**WORK ORDER:** Nothing in the records may be changed; retype them in full.

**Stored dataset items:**
========================
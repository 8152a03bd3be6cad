//! Structured logging system using tracing crate
//!
//! Provides contextual, machine-readable logging with span macros for the
//! publish and connection paths.
//!
//! ## Log Format Options
//!
//! The output format is controlled by the `LOG_FORMAT` environment variable:
//!
//! - `json` - Structured JSON format for log aggregation systems
//! - `pretty` - Human-readable format with colors and indentation
//! - `compact` - Terminal-friendly format with colors but minimal spacing
//!
//! ## Environment Variables
//!
//! - `LOG_LEVEL`: Log level (ERROR, WARN, INFO, DEBUG, TRACE) - defaults to WARN
//! - `LOG_FORMAT`: Output format (json, pretty, compact) - defaults to compact
//! - `LOG_SPANS`: Include span events (true/false) - defaults to false
//! - `RUST_LOG`: Override log filtering (follows env_logger format)
//!
//! ## Examples
//!
//! ```bash
//! # Machine-readable logs from a cron job
//! LOG_FORMAT=json LOG_LEVEL=INFO feedping publish
//!
//! # Watch every retry decision
//! LOG_FORMAT=pretty LOG_LEVEL=DEBUG feedping publish
//! ```
//!
//! Logs go to stderr so stdout stays reserved for the outcome report.

use std::env;
use std::io;
use tracing::Level;
use tracing_subscriber::filter::Directive;
use tracing_subscriber::{fmt, prelude::*, EnvFilter};

/// Log output format options
#[derive(Debug, Clone, Copy, PartialEq, Eq)]
pub enum LogFormat {
    /// JSON format for structured logging (machine-readable)
    Json,
    /// Pretty format with colors and indentation (human-readable)
    Pretty,
    /// Compact format with colors but minimal spacing (terminal-friendly)
    Compact,
}

impl LogFormat {
    /// Parse log format from string
    pub fn parse(s: &str) -> Self {
        match s.to_lowercase().as_str() {
            "json" => LogFormat::Json,
            "pretty" => LogFormat::Pretty,
            _ => LogFormat::Compact,
        }
    }
}

/// Parse a level name, falling back to `default` for anything unknown
pub fn parse_level(s: &str, default: Level) -> Level {
    match s.to_uppercase().as_str() {
        "ERROR" => Level::ERROR,
        "WARN" => Level::WARN,
        "INFO" => Level::INFO,
        "DEBUG" => Level::DEBUG,
        "TRACE" => Level::TRACE,
        _ => default,
    }
}

/// Map `-v` repetitions onto a level, starting from WARN
pub fn level_for_verbosity(verbose: u8) -> Level {
    match verbose {
        0 => Level::WARN,
        1 => Level::INFO,
        2 => Level::DEBUG,
        _ => Level::TRACE,
    }
}

/// Directives that keep dependency chatter below our own logs
const QUIET_DEPENDENCIES: [&str; 2] = ["rumqttc=warn", "tokio=warn"];

fn build_filter(level: Level) -> EnvFilter {
    // Allow RUST_LOG to override
    if let Ok(rust_log) = env::var("RUST_LOG") {
        return EnvFilter::new(rust_log);
    }

    QUIET_DEPENDENCIES
        .iter()
        .filter_map(|directive| directive.parse::<Directive>().ok())
        .fold(EnvFilter::new(level.to_string()), |filter, directive| {
            filter.add_directive(directive)
        })
}

fn span_events(include_spans: bool) -> fmt::format::FmtSpan {
    if include_spans {
        fmt::format::FmtSpan::NEW | fmt::format::FmtSpan::CLOSE
    } else {
        fmt::format::FmtSpan::NONE
    }
}

/// Initialize logging with manual configuration
pub fn init_logging(level: Level, format: LogFormat, include_spans: bool) {
    let subscriber = tracing_subscriber::registry().with(build_filter(level));

    match format {
        LogFormat::Json => {
            let fmt_layer = fmt::layer()
                .json()
                .with_writer(io::stderr)
                .with_span_events(span_events(include_spans));
            subscriber.with(fmt_layer).init();
        }
        LogFormat::Pretty => {
            let fmt_layer = fmt::layer()
                .pretty()
                .with_ansi(true)
                .with_writer(io::stderr)
                .with_span_events(span_events(include_spans));
            subscriber.with(fmt_layer).init();
        }
        LogFormat::Compact => {
            let fmt_layer = fmt::layer()
                .compact()
                .with_ansi(true)
                .with_target(false)
                .with_writer(io::stderr)
                .with_span_events(span_events(include_spans));
            subscriber.with(fmt_layer).init();
        }
    }
}

/// Initialize logging from environment variables
///
/// `LOG_LEVEL` wins over `default_level`, which the CLI derives from `-v`.
pub fn init_default_logging(default_level: Level) {
    let level = env::var("LOG_LEVEL")
        .map(|value| parse_level(&value, default_level))
        .unwrap_or(default_level);

    let format = env::var("LOG_FORMAT").unwrap_or_else(|_| "compact".to_string());
    let log_format = LogFormat::parse(&format);

    let include_spans = env::var("LOG_SPANS")
        .unwrap_or_else(|_| "false".to_string())
        .to_lowercase()
        == "true";

    init_logging(level, log_format, include_spans);
}

/// Create a span covering one logical publish, retries included
#[macro_export]
macro_rules! publish_span {
    ($($field:tt)*) => {
        tracing::info_span!("publish", $($field)*)
    };
}

/// Create a span covering one connection attempt
#[macro_export]
macro_rules! connection_span {
    ($($field:tt)*) => {
        tracing::debug_span!("connection", $($field)*)
    };
}

// Re-export macros for convenience
pub use {connection_span, publish_span};

#[cfg(test)]
mod tests {
    use super::*;

    #[test]
    fn test_log_format_parse() {
        assert_eq!(LogFormat::parse("json"), LogFormat::Json);
        assert_eq!(LogFormat::parse("JSON"), LogFormat::Json);
        assert_eq!(LogFormat::parse("Pretty"), LogFormat::Pretty);
        assert_eq!(LogFormat::parse("compact"), LogFormat::Compact);
    }

    #[test]
    fn test_log_format_parse_invalid_defaults_to_compact() {
        assert_eq!(LogFormat::parse("invalid"), LogFormat::Compact);
        assert_eq!(LogFormat::parse(""), LogFormat::Compact);
        assert_eq!(LogFormat::parse("xml"), LogFormat::Compact);
    }

    #[test]
    fn test_parse_level() {
        let test_cases = vec![
            ("ERROR", Level::ERROR),
            ("warn", Level::WARN),
            ("Info", Level::INFO),
            ("DEBUG", Level::DEBUG),
            ("trace", Level::TRACE),
            ("invalid", Level::WARN),
        ];

        for (input, expected) in test_cases {
            assert_eq!(parse_level(input, Level::WARN), expected, "input: {input}");
        }
    }

    #[test]
    fn test_level_for_verbosity() {
        assert_eq!(level_for_verbosity(0), Level::WARN);
        assert_eq!(level_for_verbosity(1), Level::INFO);
        assert_eq!(level_for_verbosity(2), Level::DEBUG);
        assert_eq!(level_for_verbosity(7), Level::TRACE);
    }

    #[test]
    fn test_quiet_directives_parse() {
        for directive in QUIET_DEPENDENCIES {
            assert!(directive.parse::<Directive>().is_ok(), "{directive}");
        }
    }
}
========================
**OUTPUT:**
repository 8152a03bd3be6cad
//! Structured logging system using tracing crate
//!
//! Provides contextual, machine-readable logging with span macros for the
//! publish and connection paths.
//!
//! ## Log Format Options
//!
//! The output format is controlled by the `LOG_FORMAT` environment variable:
//!
//! - `json` - Structured JSON format for log aggregation systems
//! - `pretty` - Human-readable format with colors and indentation
//! - `compact` - Terminal-friendly format with colors but minimal spacing
//!
//! ## Environment Variables
//!
//! - `LOG_LEVEL`: Log level (ERROR, WARN, INFO, DEBUG, TRACE) - defaults to WARN
//! - `LOG_FORMAT`: Output format (json, pretty, compact) - defaults to compact
//! - `LOG_SPANS`: Include span events (true/false) - defaults to false
//! - `RUST_LOG`: Override log filtering (follows env_logger format)
//!
//! ## Examples
//!
//! ```bash
//! # Machine-readable logs from a cron job
//! LOG_FORMAT=json LOG_LEVEL=INFO feedping publish
//!
//! # Watch every retry decision
//! LOG_FORMAT=pretty LOG_LEVEL=DEBUG feedping publish
//! ```
//!
//! Logs go to stderr so stdout stays reserved for the outcome report.

use std::env;
use std::io;
use tracing::Level;
use tracing_subscriber::filter::Directive;
use tracing_subscriber::{fmt, prelude::*, EnvFilter};

/// Log output format options
#[derive(Debug, Clone, Copy, PartialEq, Eq)]
pub enum LogFormat {
    /// JSON format for structured logging (machine-readable)
    Json,
    /// Pretty format with colors and indentation (human-readable)
    Pretty,
    /// Compact format with colors but minimal spacing (terminal-friendly)
    Compact,
}

impl LogFormat {
    /// Parse log format from string
    pub fn parse(s: &str) -> Self {
        match s.to_lowercase().as_str() {
            "json" => LogFormat::Json,
            "pretty" => LogFormat::Pretty,
            _ => LogFormat::Compact,
        }
    }
}

/// Parse a level name, falling back to `default` for anything unknown
pub fn parse_level(s: &str, default: Level) -> Level {
    match s.to_uppercase().as_str() {
        "ERROR" => Level::ERROR,
        "WARN" => Level::WARN,
        "INFO" => Level::INFO,
        "DEBUG" => Level::DEBUG,
        "TRACE" => Level::TRACE,
        _ => default,
    }
}

/// Map `-v` repetitions onto a level, starting from WARN
pub fn level_for_verbosity(verbose: u8) -> Level {
    match verbose {
        0 => Level::WARN,
        1 => Level::INFO,
        2 => Level::DEBUG,
        _ => Level::TRACE,
    }
}

/// Directives that keep dependency chatter below our own logs
const QUIET_DEPENDENCIES: [&str; 2] = ["rumqttc=warn", "tokio=warn"];

fn build_filter(level: Level) -> EnvFilter {
    // Allow RUST_LOG to override
    if let Ok(rust_log) = env::var("RUST_LOG") {
        return EnvFilter::new(rust_log);
    }

    QUIET_DEPENDENCIES
        .iter()
        .filter_map(|directive| directive.parse::<Directive>().ok())
        .fold(EnvFilter::new(level.to_string()), |filter, directive| {
            filter.add_directive(directive)
        })
}

fn span_events(include_spans: bool) -> fmt::format::FmtSpan {
    if include_spans {
        fmt::format::FmtSpan::NEW | fmt::format::FmtSpan::CLOSE
    } else {
        fmt::format::FmtSpan::NONE
    }
}

/// Initialize logging with manual configuration
pub fn init_logging(level: Level, format: LogFormat, include_spans: bool) {
    let subscriber = tracing_subscriber::registry().with(build_filter(level));

    match format {
        LogFormat::Json => {
            let fmt_layer = fmt::layer()
                .json()
                .with_writer(io::stderr)
                .with_span_events(span_events(include_spans));
            subscriber.with(fmt_layer).init();
        }
        LogFormat::Pretty => {
            let fmt_layer = fmt::layer()
                .pretty()
                .with_ansi(true)
                .with_writer(io::stderr)
                .with_span_events(span_events(include_spans));
            subscriber.with(fmt_layer).init();
        }
        LogFormat::Compact => {
            let fmt_layer = fmt::layer()
                .compact()
                .with_ansi(true)
                .with_target(false)
                .with_writer(io::stderr)
                .with_span_events(span_events(include_spans));
            subscriber.with(fmt_layer).init();
        }
    }
}

/// Initialize logging from environment variables
///
/// `LOG_LEVEL` wins over `default_level`, which the CLI derives from `-v`.
pub fn init_default_logging(default_level: Level) {
    let level = env::var("LOG_LEVEL")
        .map(|value| parse_level(&value, default_level))
        .unwrap_or(default_level);

    let format = env::var("LOG_FORMAT").unwrap_or_else(|_| "compact".to_string());
    let log_format = LogFormat::parse(&format);

    let include_spans = env::var("LOG_SPANS")
        .unwrap_or_else(|_| "false".to_string())
        .to_lowercase()
        == "true";

    init_logging(level, log_format, include_spans);
}

/// Create a span covering one logical publish, retries included
#[macro_export]
macro_rules! publish_span {
    ($($field:tt)*) => {
        tracing::info_span!("publish", $($field)*)
    };
}

/// Create a span covering one connection attempt
#[macro_export]
macro_rules! connection_span {
    ($($field:tt)*) => {
        tracing::debug_span!("connection", $($field)*)
    };
}

// Re-export macros for convenience
pub use {connection_span, publish_span};

#[cfg(test)]
mod tests {
    use super::*;

    #[test]
    fn test_log_format_parse() {
        assert_eq!(LogFormat::parse("json"), LogFormat::Json);
        assert_eq!(LogFormat::parse("JSON"), LogFormat::Json);
        assert_eq!(LogFormat::parse("Pretty"), LogFormat::Pretty);
        assert_eq!(LogFormat::parse("compact"), LogFormat::Compact);
    }

    #[test]
    fn test_log_format_parse_invalid_defaults_to_compact() {
        assert_eq!(LogFormat::parse("invalid"), LogFormat::Compact);
        assert_eq!(LogFormat::parse(""), LogFormat::Compact);
        assert_eq!(LogFormat::parse("xml"), LogFormat::Compact);
    }

    #[test]
    fn test_parse_level() {
        let test_cases = vec![
            ("ERROR", Level::ERROR),
            ("warn", Level::WARN),
            ("Info", Level::INFO),
            ("DEBUG", Level::DEBUG),
            ("trace", Level::TRACE),
            ("invalid", Level::WARN),
        ];

        for (input, expected) in test_cases {
            assert_eq!(parse_level(input, Level::WARN), expected, "input: {input}");
        }
    }

    #[test]
    fn test_level_for_verbosity() {
        assert_eq!(level_for_verbosity(0), Level::WARN);
        assert_eq!(level_for_verbosity(1), Level::INFO);
        assert_eq!(level_for_verbosity(2), Level::DEBUG);
        assert_eq!(level_for_verbosity(7), Level::TRACE);
    }

    #[test]
    fn test_quiet_directives_parse() {
        for directive in QUIET_DEPENDENCIES {
            assert!(directive.parse::<Directive>().is_ok(), "{directive}");
        }
    }
}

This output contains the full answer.